His biggest tracked online cash was $312,610 from winning a $1,000 Monday tournament on Full Tilt in January 2011 under the “tedsfishfry” account, named after his family’s seafood business. His biggest WCOOP score was $243,610 from beating a 1,433-player field in a $1,050 NLHE event in 2010.
He announced his retirement from online poker in 2009, burnt out by the volume and pressure of high-stakes grinding. He returned within a year - this time with a mixed games focus that has defined his career in both formats ever since.
Poker Night in America and the Slowroll
Deeb has appeared on 67 episodes of Poker Night in America on CBS Sports - one of the highest totals of any player on the show - and is one of its most recognisable regular participants.
He is also one of poker’s most notorious slowrollers. Slowrolling - pretending to be beaten before revealing the winning hand, or feigning deliberation when holding the obvious best hand - is widely considered disrespectful. Deeb considers it entertainment. He has done it to
Mike “The Mouth” Matusow
, among others, and shows no sign of stopping.

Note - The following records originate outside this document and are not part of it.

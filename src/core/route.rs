//! Route mapping between source paths, public URLs and output files.
//!
//! ```text
//! content/blog/post.typ   -> /blog/post/ -> public/blog/post/index.{pdf,html}
//! content/blog/index.typ  -> /blog/      -> public/blog/index.{pdf,html}
//! content/index.typ       -> /           -> public/index.{pdf,html}
//! ```
//!
//! Path segments are relative to the content directory.

/// Extension of the compiled page artifact.
pub const ARTIFACT_EXT: &str = "pdf";

/// File stem shared by the artifact and its HTML wrapper.
const ENTRY_STEM: &str = "index";

/// Output locations for one route, relative to the output directory.
#[derive(Debug, Clone, PartialEq, Eq)]
pub struct BuildTarget {
    /// Route directory (`""` for the root route)
    pub dir: String,
    /// Compiled artifact (e.g. `blog/post/index.pdf`)
    pub artifact_rel_path: String,
    /// HTML entry file (e.g. `blog/post/index.html`)
    pub html_rel_path: String,
}

/// Map a source path to its public route.
///
/// A file named `index_name` stands for its parent directory; any other file
/// maps to its directory plus its name without extension. Routes always
/// start and end with `/`.
pub fn path_to_route<S: AsRef<str>>(segments: &[S], index_name: &str) -> String {
    let Some((file, dirs)) = segments.split_last() else {
        return "/".to_string();
    };
    let file = file.as_ref();

    let mut parts: Vec<&str> = dirs.iter().map(AsRef::as_ref).collect();
    if file != index_name {
        parts.push(strip_extension(file));
    }

    if parts.is_empty() {
        "/".to_string()
    } else {
        format!("/{}/", parts.join("/"))
    }
}

/// Map a route to its output locations. Inverse of [`path_to_route`].
pub fn route_to_build_path(route: &str) -> BuildTarget {
    let dir = route.trim_matches('/').to_string();
    let in_dir = |file: String| {
        if dir.is_empty() {
            file
        } else {
            format!("{dir}/{file}")
        }
    };

    BuildTarget {
        artifact_rel_path: in_dir(format!("{ENTRY_STEM}.{ARTIFACT_EXT}")),
        html_rel_path: in_dir(format!("{ENTRY_STEM}.html")),
        dir,
    }
}

/// Artifact file name as referenced from the HTML wrapper.
pub fn artifact_file_name() -> String {
    format!("{ENTRY_STEM}.{ARTIFACT_EXT}")
}

/// Name without its last extension (`post.typ` -> `post`).
#[inline]
pub fn strip_extension(name: &str) -> &str {
    match name.rsplit_once('.') {
        Some((stem, _)) if !stem.is_empty() => stem,
        _ => name,
    }
}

The 2026 WSOP: Chasing Number Nine
At the 2026 WSOP, Deeb entered as the reigning Player of the Year and has been characteristically prolific - and characteristically unlucky at the finish line. He has already accumulated multiple runner-up finishes, the most painful being the $3,000 Nine-Game Mix, where he entered heads-up against Joey Couden with a nearly 5:1 chip lead and lost after a four-hour battle. It was his third heads-up loss in bracelet events at the 2026 WSOP alone, and his 10th career runner-up finish in bracelet events overall.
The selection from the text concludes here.